Referenced dates: July 28, 2025

Date
July 2, 2025
Author
/s/ Meng Lai
Form
CORRESP
Company
UNITED HYDROGEN GLOBAL INC.

Letter

VIA EDGAR Division of Corporation Finance Attention: Eric McPhee, Jennifer Monick, Jaffrey Gabor, Pam Howell United Hydrogen Group Inc. Amended Registration Statement on Form F-4 Filed July 2, 2025 File No. 333-284430

Dear Sir/Madam:

On behalf of our clients, United Hydrogen Global Inc. and United Hydrogen Group Inc., each an exempted company incorporated in the Cayman Islands (collectively, the "Company"), we hereby submit to the staff (the "Staff") of the U.S. Securities and Exchanges Commission (the "Commission") this letter setting forth the Company's responses to the comments contained in the Staff's letter dated July 28, 2025 on the Company's Amended Registration Statement on Form F-4 previously filed on July 2, 2025 (the "Registration Statement").

Concurrently with the submission of this letter, the Company is submitting its Amendment No. 3 to Registration Statement on Form F-4 (the "Revised Registration Statement No. 3") with exhibits via EDGAR to the Commission for review.

The Company has responded to the Staff's comments by revising the Registration Statement to address the comments. The Staff's comments are repeated below in bold and are followed by the Company's responses. Capitalized terms used but not otherwise defined herein have the meanings set forth in the Revised Registration Statement No. 3.

Amendment No. 2 to Registration Statement on Form F-4

Unaudited Pro Forma Combined Balance Sheet Adjustments, page 167

1. We note your revisions to your adjustment, such that you now deduct the full amount of cash payments of professional expenses of $1.4 million against additional paid-in capital. We further note your disclosure that these professional fees include audit expenses. Please tell us how you determined audit expenses should be deducted against additional paid-in capital.

Response : In response to the Staff's comment, we clarified that the professional expenses of $1.4 million did not include audit expenses. We have revised our disclosure on page 167in Revised Registration Statement No. 3, stating that "The professional expenses were comprised of legal expenses, financial advisory expenses, fairness opinion expenses and other service fees."

Comparative Share Information, page 170

2. We note you disclose a $(4,183,768) net loss for the year ended December 31, 2024 in the Pro Forma Combined Assuming No Redemptions into Cash column in the table at the bottom of page 170. Please revise this amount for consistency with your Unaudited Pro Forma Combined Statement of Operations on page 168, or advise.

Response: In response to the Staff's comment, we have revised the amount of net loss for the year ended December 31, 2024 in the Pro Forma Combined Assuming No Redemptions into Cash column in the table on page 170 in Revised Registration Statement No. 3.

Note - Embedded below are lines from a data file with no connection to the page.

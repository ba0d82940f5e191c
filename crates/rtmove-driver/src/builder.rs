//! Builder 模式实现
//!
//! 提供链式构造 `RtController` 的方式。

use crate::config::ControllerConfig;
use crate::controller::RtController;
use crate::error::DriverError;
use rtmove_transport::Transport;
use std::time::Duration;

/// RtController Builder
///
/// # Example
///
/// ```no_run
/// use rtmove_driver::RtControllerBuilder;
/// use rtmove_transport::MockTransport;
/// use std::time::Duration;
///
/// let controller = RtControllerBuilder::new("arm-0", "ws://192.168.1.10:9000")
///     .queue_capacity(1)
///     .shutdown_timeout(Duration::from_millis(500))
///     .build(|endpoint| MockTransport::new(endpoint))
///     .unwrap();
/// ```
#[derive(Debug, Clone)]
pub struct RtControllerBuilder {
    config: ControllerConfig,
}

impl RtControllerBuilder {
    /// 创建新的 Builder（其余参数使用默认值）
    pub fn new(robot_id: impl Into<String>, endpoint: impl Into<String>) -> Self {
        Self {
            config: ControllerConfig::new(robot_id, endpoint),
        }
    }

    /// 从已有配置创建（例如从 TOML 文件加载的配置）
    pub fn from_config(config: ControllerConfig) -> Self {
        Self { config }
    }

    /// 设置队列容量（可选，默认 1）
    pub fn queue_capacity(mut self, capacity: usize) -> Self {
        self.config.queue_capacity = capacity;
        self
    }

    /// 设置关闭等待时间（可选，默认 1 秒）
    ///
    /// 超出 `u64` 毫秒范围时取 `u64::MAX`。
    pub fn shutdown_timeout(mut self, timeout: Duration) -> Self {
        self.config.shutdown_timeout_ms = u64::try_from(timeout.as_millis()).unwrap_or(u64::MAX);
        self
    }

    /// 当前配置
    pub fn config(&self) -> &ControllerConfig {
        &self.config
    }

    /// 构建控制器
    ///
    /// `open` 接收 endpoint，返回尚未连接的传输层。
    pub fn build<T, F>(self, open: F) -> Result<RtController<T>, DriverError>
    where
        T: Transport + 'static,
        F: FnOnce(&str) -> T,
    {
        RtController::new(self.config, open)
    }
}

#[cfg(test)]
mod tests {
    use super::*;
    use rtmove_transport::MockTransport;

    #[test]
    fn test_builder_defaults() {
        let builder = RtControllerBuilder::new("arm-0", "ws://mock");
        assert_eq!(builder.config(), &ControllerConfig::new("arm-0", "ws://mock"));
    }

    #[test]
    fn test_builder_chain() {
        let builder = RtControllerBuilder::new("arm-0", "ws://mock")
            .queue_capacity(3)
            .shutdown_timeout(Duration::from_millis(250));

        assert_eq!(builder.config().queue_capacity, 3);
        assert_eq!(builder.config().shutdown_timeout_ms, 250);
    }

    #[test]
    fn test_builder_shutdown_timeout_saturates() {
        let builder = RtControllerBuilder::new("arm-0", "ws://mock").shutdown_timeout(Duration::MAX);
        assert_eq!(builder.config().shutdown_timeout_ms, u64::MAX);
        assert!(builder.config().shutdown_timeout() > Duration::from_secs(1));
    }

    #[test]
    fn test_builder_from_config() {
        let mut config = ControllerConfig::new("arm-9", "ws://arm-9");
        config.queue_capacity = 5;

        let builder = RtControllerBuilder::from_config(config.clone());
        assert_eq!(builder.config(), &config);
    }

    #[test]
    fn test_builder_build() {
        let mock = MockTransport::new("ws://mock");
        let handle = mock.clone();

        let controller = RtControllerBuilder::new("arm-0", "ws://mock")
            .queue_capacity(2)
            .build(move |_| handle)
            .unwrap();
        assert_eq!(controller.queue_capacity(), 2);
        assert!(mock.is_connected());

        controller.close();
        assert_eq!(mock.close_count(), 1);
    }

    #[test]
    fn test_builder_rejects_zero_capacity() {
        let result = RtControllerBuilder::new("arm-0", "ws://mock")
            .queue_capacity(0)
            .build(|endpoint| MockTransport::new(endpoint));
        assert!(matches!(result, Err(DriverError::InvalidConfig(_))));
    }
}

Aimei Health Management's Discussion and Analysis of Financial Condition and Results of Operations Controls and Procedures, page 204

3. We note the Form 10-K for Aimei Health Technology Co., Ltd stated that it did not maintain effective internal control over financial reporting as of December 31, 2024, due to the material weakness in its internal controls as a result of inadequate segregation of duties within accounting processes due to limited personnel and insufficient written policies and procedures for accounting, IT, and financial reporting and record keeping. Please revise your Form F-4 to also disclose this information.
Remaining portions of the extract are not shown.